Question

The time period of a satellite of earth is 24 hours. If the separation between the earth and the satellite is decreased to one fourth of the previous value, then its new time period will become.

• A. 4 hours
• B. 6 hours
• C. 3 hours
• D. 12 hours

Answer 1

The Correct Option is C

To solve this problem, we need to understand the relationship between the time period of a satellite and its distance from the Earth. The time period of a satellite in circular orbit around the Earth is given by Kepler's Third Law:

T^2 = \frac{4\pi^2}{GM}a^3

Where:

• T is the time period of the satellite.
• G is the gravitational constant.
• M is the mass of the Earth.
• a is the semi-major axis or average distance from the Earth to the satellite.

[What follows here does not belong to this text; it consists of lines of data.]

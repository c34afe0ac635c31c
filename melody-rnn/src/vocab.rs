use std::collections::{BTreeSet, HashMap};

use crate::error::{Error, Result};

pub const PAD_TOKEN: &str = "<PAD>";
pub const PAD_INDEX: u32 = 0;

/// Fixed bidirectional mapping between note/chord tokens and dense ids.
///
/// Id 0 is always `<PAD>`; observed tokens are sorted and numbered from 1, so
/// the same token set always yields the same ids.
#[derive(Debug, Clone)]
pub struct Vocab {
    tokens: Vec<String>,
    token_to_id: HashMap<String, u32>,
}

impl Vocab {
    pub fn new<I, S>(tokens: I) -> Self
    where
        I: IntoIterator<Item = S>,
        S: Into<String>,
    {
        let unique: BTreeSet<String> = tokens
            .into_iter()
            .map(Into::into)
            .filter(|t| t != PAD_TOKEN)
            .collect();
        let tokens: Vec<String> = unique.into_iter().collect();

        let mut token_to_id: HashMap<String, u32> = tokens
            .iter()
            .enumerate()
            .map(|(i, t)| (t.clone(), i as u32 + 1))
            .collect();
        token_to_id.insert(PAD_TOKEN.to_string(), PAD_INDEX);

        Self {
            tokens,
            token_to_id,
        }
    }

    /// Number of ids, PAD included
    pub fn len(&self) -> usize {
        self.tokens.len() + 1
    }

    /// Never true: PAD is always present
    pub fn is_empty(&self) -> bool {
        false
    }

    pub fn pad_index(&self) -> u32 {
        PAD_INDEX
    }

    /// Observed tokens in id order (PAD excluded), as stored in checkpoints
    pub fn tokens(&self) -> &[String] {
        &self.tokens
    }

    pub fn token_to_id(&self, token: &str) -> Option<u32> {
        self.token_to_id.get(token).copied()
    }

    pub fn id_to_token(&self, id: u32) -> Option<&str> {
        match id {
            PAD_INDEX => Some(PAD_TOKEN),
            _ => self.tokens.get(id as usize - 1).map(String::as_str),
        }
    }

    pub fn encode<S: AsRef<str>>(&self, tokens: &[S]) -> Result<Vec<u32>> {
        tokens
            .iter()
            .map(|t| {
                let t = t.as_ref();
                self.token_to_id(t)
                    .ok_or_else(|| Error::UnknownToken(t.to_string()))
            })
            .collect()
    }

    pub fn decode(&self, ids: &[u32]) -> Result<Vec<String>> {
        ids.iter()
            .map(|&id| {
                self.id_to_token(id)
                    .map(str::to_string)
                    .ok_or(Error::UnknownId(id))
            })
            .collect()
    }
}

#[cfg(test)]
mod tests {
    use super::*;

    #[test]
    fn test_pad_is_zero_and_ids_are_sorted() {
        let vocab = Vocab::new(["E4", "C4", "0.4.7", "C4"]);
        assert_eq!(vocab.len(), 4);
        assert_eq!(vocab.pad_index(), 0);
        assert_eq!(vocab.token_to_id(PAD_TOKEN), Some(0));
        assert_eq!(vocab.tokens(), &["0.4.7", "C4", "E4"]);
        assert_eq!(vocab.encode(&["0.4.7", "C4", "E4"]).unwrap(), vec![1, 2, 3]);
    }

    #[test]
    fn test_decode_inverts_encode() {
        let tokens = ["G#3", "B-2", "2.5.9", "A4", "7"];
        let vocab = Vocab::new(tokens);
        let ids = vocab.encode(&tokens).unwrap();
        assert!(ids.iter().all(|&id| id >= 1 && (id as usize) < vocab.len()));
        assert_eq!(vocab.decode(&ids).unwrap(), tokens);
    }

    #[test]
    fn test_rebuild_from_stored_tokens_is_identical() {
        let vocab = Vocab::new(["D4", "A3", "F4"]);
        let rebuilt = Vocab::new(vocab.tokens().to_vec());
        for token in vocab.tokens() {
            assert_eq!(vocab.token_to_id(token), rebuilt.token_to_id(token));
        }
    }

    #[test]
    fn test_unknown_lookups_fail() {
        let vocab = Vocab::new(["C4"]);
        assert!(matches!(
            vocab.encode(&["D4"]),
            Err(Error::UnknownToken(t)) if t == "D4"
        ));
        assert!(matches!(vocab.decode(&[5]), Err(Error::UnknownId(5))));
    }

    #[test]
    fn test_literal_pad_in_input_is_dropped() {
        let vocab = Vocab::new(["<PAD>", "C4"]);
        assert_eq!(vocab.len(), 2);
        assert_eq!(vocab.decode(&[0, 1]).unwrap(), vec!["<PAD>", "C4"]);
    }
}
use anyhow::{Context, Result};
use candle_core::Device;
use clap::{Parser, Subcommand};
use rand::SeedableRng;
use rand::rngs::StdRng;
use std::path::PathBuf;
use tracing::{Level, info};
use tracing_subscriber::FmtSubscriber;

use melody_rnn::checkpoint::{load_checkpoint, read_meta};
use melody_rnn::config::{GenerationConfig, ModelConfig, TrainingConfig};
use melody_rnn::corpus::{Corpus, NoteRecord};
use melody_rnn::data::{BatchLoader, WindowedDataset};
use melody_rnn::generate::NucleusDecoder;
use melody_rnn::midi::{is_midi_path, write_midi};
use melody_rnn::notes::render_events;
use melody_rnn::training::{Trainer, TracingMetrics};

#[derive(Parser)]
#[command(name = "melody-rnn")]
#[command(about = "Train a recurrent note model and sample melodies from it")]
struct Cli {
    #[command(subcommand)]
    command: Commands,
}

#[derive(Subcommand)]
enum Commands {
    /// Train a new model on MIDI files or a JSONL note corpus
    Train {
        /// Corpus files: .mid/.midi, or .jsonl optionally .gz or .zst compressed
        #[arg(short, long, num_args = 1.., required = true)]
        data: Vec<PathBuf>,

        /// Output directory
        #[arg(short, long, default_value = "checkpoints")]
        output: PathBuf,

        /// Experiment name; outputs are <output>/<name>.ckpt and <output>/<name>.train.json
        #[arg(short, long)]
        name: String,

        /// Training configuration JSON; flags below override its fields
        #[arg(long)]
        config: Option<PathBuf>,

        /// GRU hidden size
        #[arg(long, default_value = "256")]
        hidden_size: usize,

        /// Number of GRU layers
        #[arg(long, default_value = "2")]
        num_layers: usize,

        /// Dropout between GRU layers
        #[arg(long, default_value = "0.2")]
        dropout: f64,

        /// Learning rate
        #[arg(long)]
        lr: Option<f64>,

        /// Weight decay
        #[arg(long)]
        weight_decay: Option<f64>,

        /// Label smoothing
        #[arg(long)]
        smoothing: Option<f64>,

        /// Weight of the classification loss
        #[arg(long)]
        w_cls: Option<f64>,

        /// Weight of the offset loss
        #[arg(long)]
        w_off: Option<f64>,

        /// Examples per optimizer step
        #[arg(short, long)]
        batch_size: Option<usize>,

        /// Micro-batches per optimizer step
        #[arg(long)]
        batch_split: Option<usize>,

        /// Number of epochs
        #[arg(short, long)]
        epochs: Option<usize>,

        /// Data sampling seed
        #[arg(long)]
        seed: Option<u64>,

        /// Training window length
        #[arg(long)]
        window_len: Option<usize>,

        /// Logical dataset size multiplier
        #[arg(long)]
        expand_coef: Option<usize>,

        /// Windowing worker threads
        #[arg(long)]
        n_jobs: Option<usize>,

        /// Use GPU (Metal on macOS, CUDA on Linux/Windows)
        #[arg(long, default_value = "false")]
        gpu: bool,

        /// GPU device index (for multi-GPU systems)
        #[arg(long, default_value = "0")]
        gpu_id: usize,
    },

    /// Sample a melody from a trained model
    Generate {
        /// Checkpoint directory
        #[arg(short, long)]
        checkpoint: PathBuf,

        /// Output file; `.mid`/`.midi` writes MIDI, anything else JSON
        #[arg(short, long)]
        out: PathBuf,

        /// Number of sampled steps
        #[arg(long, default_value = "256")]
        seq_len: usize,

        /// Nucleus sampling probability
        #[arg(long, default_value = "0.6")]
        top_p: f64,

        /// Sampling temperature
        #[arg(long, default_value = "1.0")]
        temperature: f64,

        /// Sampling seed (random when absent)
        #[arg(long)]
        seed: Option<u64>,

        /// JSONL file whose first piece primes the decoder
        #[arg(long)]
        history: Option<PathBuf>,

        /// Use GPU (Metal on macOS, CUDA on Linux/Windows)
        #[arg(long, default_value = "false")]
        gpu: bool,
    },

    /// Show checkpoint info
    Info {
        /// Checkpoint directory
        #[arg(short, long)]
        checkpoint: PathBuf,
    },
}

#[allow(unused_variables)]
fn get_device(use_gpu: bool, gpu_id: usize) -> Result<Device> {
    if use_gpu {
        #[cfg(feature = "metal")]
        {
            return Ok(Device::new_metal(gpu_id)?);
        }
        #[cfg(feature = "cuda")]
        {
            return Ok(Device::new_cuda(gpu_id)?);
        }
        #[cfg(not(any(feature = "metal", feature = "cuda")))]
        {
            tracing::warn!(
                "No GPU feature enabled, using CPU. Build with --features metal or --features cuda"
            );
            return Ok(Device::Cpu);
        }
    }
    Ok(Device::Cpu)
}

fn override_with<T>(slot: &mut T, value: Option<T>) {
    if let Some(value) = value {
        *slot = value;
    }
}

fn main() -> Result<()> {
    let subscriber = FmtSubscriber::builder()
        .with_max_level(Level::INFO)
        .finish();
    tracing::subscriber::set_global_default(subscriber)?;

    let cli = Cli::parse();

    match cli.command {
        Commands::Train {
            data,
            output,
            name,
            config,
            hidden_size,
            num_layers,
            dropout,
            lr,
            weight_decay,
            smoothing,
            w_cls,
            w_off,
            batch_size,
            batch_split,
            epochs,
            seed,
            window_len,
            expand_coef,
            n_jobs,
            gpu,
            gpu_id,
        } => {
            let mut training_config = match &config {
                Some(path) => TrainingConfig::from_json(path)
                    .with_context(|| format!("reading {}", path.display()))?,
                None => TrainingConfig::default(),
            };
            override_with(&mut training_config.learning_rate, lr);
            override_with(&mut training_config.weight_decay, weight_decay);
            override_with(&mut training_config.smoothing, smoothing);
            override_with(&mut training_config.w_cls, w_cls);
            override_with(&mut training_config.w_off, w_off);
            override_with(&mut training_config.batch_size, batch_size);
            override_with(&mut training_config.batch_split, batch_split);
            override_with(&mut training_config.epochs, epochs);
            override_with(&mut training_config.seed, seed);
            override_with(&mut training_config.window_len, window_len);
            override_with(&mut training_config.expand_coef, expand_coef);
            override_with(&mut training_config.n_jobs, n_jobs);
            training_config.validate()?;

            let device = get_device(gpu, gpu_id)?;
            info!("Using device: {:?}", device);

            let corpus = Corpus::from_files(&data)?;
            let vocab = corpus.build_vocab();
            info!("Vocabulary size: {} (PAD included)", vocab.len());
            let sequences = corpus.encode(&vocab)?;

            let model_config = ModelConfig {
                hidden_size,
                num_layers,
                dropout,
                ..ModelConfig::new(vocab.len())
            };
            info!("Model config: {:?}", model_config);

            let dataset = WindowedDataset::new(
                sequences,
                training_config.window_len,
                training_config.expand_coef,
                training_config.max_resample,
            )?;
            let mut loader = BatchLoader::new(
                dataset,
                training_config.micro_batch_size(),
                training_config.n_jobs,
            )?;
            info!("Number of micro-batches: {}", loader.num_batches());

            std::fs::create_dir_all(&output)?;
            let train_json = output.join(format!("{}.train.json", name));
            training_config.save_json(&train_json)?;
            info!("Saved training config to {}", train_json.display());

            let mut trainer = Trainer::new(model_config, training_config, vocab, device)?;
            let summary = trainer.train(&mut loader, &mut TracingMetrics)?;
            if summary.skipped_batches > 0 {
                tracing::warn!(
                    "{} micro-batches were skipped for non-finite loss",
                    summary.skipped_batches
                );
            }

            trainer.save_checkpoint(output.join(format!("{}.ckpt", name)))?;
            info!("Training complete after {} steps", summary.global_step);
        }

        Commands::Generate {
            checkpoint,
            out,
            seq_len,
            top_p,
            temperature,
            seed,
            history,
            gpu,
        } => {
            let generation_config = GenerationConfig {
                seq_len,
                top_p,
                temperature,
                seed,
            };
            generation_config.validate()?;

            let device = get_device(gpu, 0)?;
            info!("Using device: {:?}", device);

            let loaded = load_checkpoint(&checkpoint, &device)
                .with_context(|| format!("loading {}", checkpoint.display()))?;

            let history = match &history {
                Some(path) => {
                    let corpus = Corpus::from_files(std::slice::from_ref(path))?;
                    let record = corpus
                        .records()
                        .first()
                        .with_context(|| format!("{} holds no piece", path.display()))?;
                    let ids = loaded.vocab.encode(&record.notes)?;
                    let pairs: Vec<(u32, f32)> =
                        ids.into_iter().zip(record.offsets.iter().copied()).collect();
                    Some(pairs)
                }
                None => None,
            };

            let mut rng = match generation_config.seed {
                Some(seed) => StdRng::seed_from_u64(seed),
                None => StdRng::from_os_rng(),
            };
            let decoder = NucleusDecoder::new(&loaded.model, &generation_config)?;
            let generation = decoder.generate(history.as_deref(), &mut rng)?;

            let notes = loaded.vocab.decode(&generation.tokens)?;
            if is_midi_path(&out) {
                let events = render_events(&notes, &generation.offsets)?;
                write_midi(&events, &out)?;
                info!("Wrote {} note events to {}", events.len(), out.display());
            } else {
                let record = NoteRecord {
                    notes,
                    offsets: generation.offsets,
                };
                std::fs::write(&out, serde_json::to_string(&record)?)?;
                info!("Wrote {} steps to {}", record.notes.len(), out.display());
            }
        }

        Commands::Info { checkpoint } => {
            let meta = read_meta(&checkpoint)?;
            let config = &meta.model;
            println!("Checkpoint: {}", checkpoint.display());
            println!("  Format version: {}", meta.format_version);
            println!("  Vocab size: {} (PAD included)", config.num_embeddings);
            println!("  Hidden size: {}", config.hidden_size);
            println!("  Num layers: {}", config.num_layers);
            println!("  Dropout: {}", config.dropout);
            println!("  Global step: {}", meta.global_step);

            let total = config.num_parameters();
            println!(
                "  Parameters: {} ({:.2}M)",
                total,
                total as f64 / 1_000_000.0
            );
        }
    }

    Ok(())
}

Given that the satellite initially has a time period of 24 hours, we need to find the new time period when the distance is reduced to one fourth of its original value.

Let the initial distance be a and the initial time period be T = 24 hours. We use the formula:

T_1^2 \propto a^3

When the distance becomes \frac{a}{4}, the new time period T_2 is given by:

T_2^2 \propto \left(\frac{a}{4}\right)^3 = \frac{a^3}{64}

The ratio of the squares of the time periods is:

\frac{T_2^2}{T_1^2} = \frac{\left(\frac{a}{4}\right)^3}{a^3} = \frac{1}{64}

Solving for T_2, we have:

T_2 = T_1 \times \frac{1}{8}

Substitute T_1 = 24 hours:

T_2 = 24 \times \frac{1}{8} = 3 hours

Therefore, the new time period of the satellite is 3 hours, which matches the given correct answer.